__WORK INSTRUCTION__
What follows is a set of records, each of which is to be written out exactly.

__DATASET CONTENT__
"""

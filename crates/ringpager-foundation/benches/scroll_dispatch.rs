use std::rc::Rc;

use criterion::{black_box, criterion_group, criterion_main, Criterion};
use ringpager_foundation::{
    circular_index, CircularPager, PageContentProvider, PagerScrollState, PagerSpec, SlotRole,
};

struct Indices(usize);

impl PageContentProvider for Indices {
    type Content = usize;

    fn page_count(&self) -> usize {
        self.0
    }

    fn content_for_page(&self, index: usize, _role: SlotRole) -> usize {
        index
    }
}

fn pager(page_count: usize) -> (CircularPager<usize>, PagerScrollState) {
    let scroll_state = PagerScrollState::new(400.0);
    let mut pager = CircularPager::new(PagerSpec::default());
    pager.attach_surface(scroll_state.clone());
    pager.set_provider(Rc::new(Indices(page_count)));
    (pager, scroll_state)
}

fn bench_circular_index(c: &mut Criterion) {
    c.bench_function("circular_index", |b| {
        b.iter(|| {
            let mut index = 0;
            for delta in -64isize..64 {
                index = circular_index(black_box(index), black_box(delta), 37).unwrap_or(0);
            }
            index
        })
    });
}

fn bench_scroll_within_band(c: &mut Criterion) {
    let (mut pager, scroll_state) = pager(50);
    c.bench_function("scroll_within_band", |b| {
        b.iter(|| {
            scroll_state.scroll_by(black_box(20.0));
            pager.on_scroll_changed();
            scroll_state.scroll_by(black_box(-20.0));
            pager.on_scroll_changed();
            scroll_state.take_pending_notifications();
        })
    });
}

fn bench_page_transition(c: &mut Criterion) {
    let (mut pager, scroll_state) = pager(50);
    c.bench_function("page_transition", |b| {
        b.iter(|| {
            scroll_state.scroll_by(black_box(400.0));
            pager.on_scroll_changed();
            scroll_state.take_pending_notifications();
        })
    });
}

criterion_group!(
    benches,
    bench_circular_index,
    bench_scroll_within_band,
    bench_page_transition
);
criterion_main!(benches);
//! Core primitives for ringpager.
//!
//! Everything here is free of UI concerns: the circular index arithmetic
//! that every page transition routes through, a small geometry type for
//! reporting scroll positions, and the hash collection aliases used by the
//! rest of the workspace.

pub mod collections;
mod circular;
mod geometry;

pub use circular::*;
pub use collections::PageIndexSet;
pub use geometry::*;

"""

__RESULT FOR THIS EXERCISE__
filename crates/ringpager-foundation/benches/scroll_dispatch.rs
use std::rc::Rc;

use criterion::{black_box, criterion_group, criterion_main, Criterion};
use ringpager_foundation::{
    circular_index, CircularPager, PageContentProvider, PagerScrollState, PagerSpec, SlotRole,
};

struct Indices(usize);

impl PageContentProvider for Indices {
    type Content = usize;

    fn page_count(&self) -> usize {
        self.0
    }

    fn content_for_page(&self, index: usize, _role: SlotRole) -> usize {
        index
    }
}

fn pager(page_count: usize) -> (CircularPager<usize>, PagerScrollState) {
    let scroll_state = PagerScrollState::new(400.0);
    let mut pager = CircularPager::new(PagerSpec::default());
    pager.attach_surface(scroll_state.clone());
    pager.set_provider(Rc::new(Indices(page_count)));
    (pager, scroll_state)
}

fn bench_circular_index(c: &mut Criterion) {
    c.bench_function("circular_index", |b| {
        b.iter(|| {
            let mut index = 0;
            for delta in -64isize..64 {
                index = circular_index(black_box(index), black_box(delta), 37).unwrap_or(0);
            }
            index
        })
    });
}

fn bench_scroll_within_band(c: &mut Criterion) {
    let (mut pager, scroll_state) = pager(50);
    c.bench_function("scroll_within_band", |b| {
        b.iter(|| {
            scroll_state.scroll_by(black_box(20.0));
            pager.on_scroll_changed();
            scroll_state.scroll_by(black_box(-20.0));
            pager.on_scroll_changed();
            scroll_state.take_pending_notifications();
        })
    });
}

fn bench_page_transition(c: &mut Criterion) {
    let (mut pager, scroll_state) = pager(50);
    c.bench_function("page_transition", |b| {
        b.iter(|| {
            scroll_state.scroll_by(black_box(400.0));
            pager.on_scroll_changed();
            scroll_state.take_pending_notifications();
        })
    });
}

criterion_group!(
    benches,
    bench_circular_index,
    bench_scroll_within_band,
    bench_page_transition
);
criterion_main!(benches);
//! Core primitives for ringpager.
//!
//! Everything here is free of UI concerns: the circular index arithmetic
//! that every page transition routes through, a small geometry type for
//! reporting scroll positions, and the hash collection aliases used by the
//! rest of the workspace.

pub mod collections;
mod circular;
mod geometry;

pub use circular::*;
pub use collections::PageIndexSet;
pub use geometry::*;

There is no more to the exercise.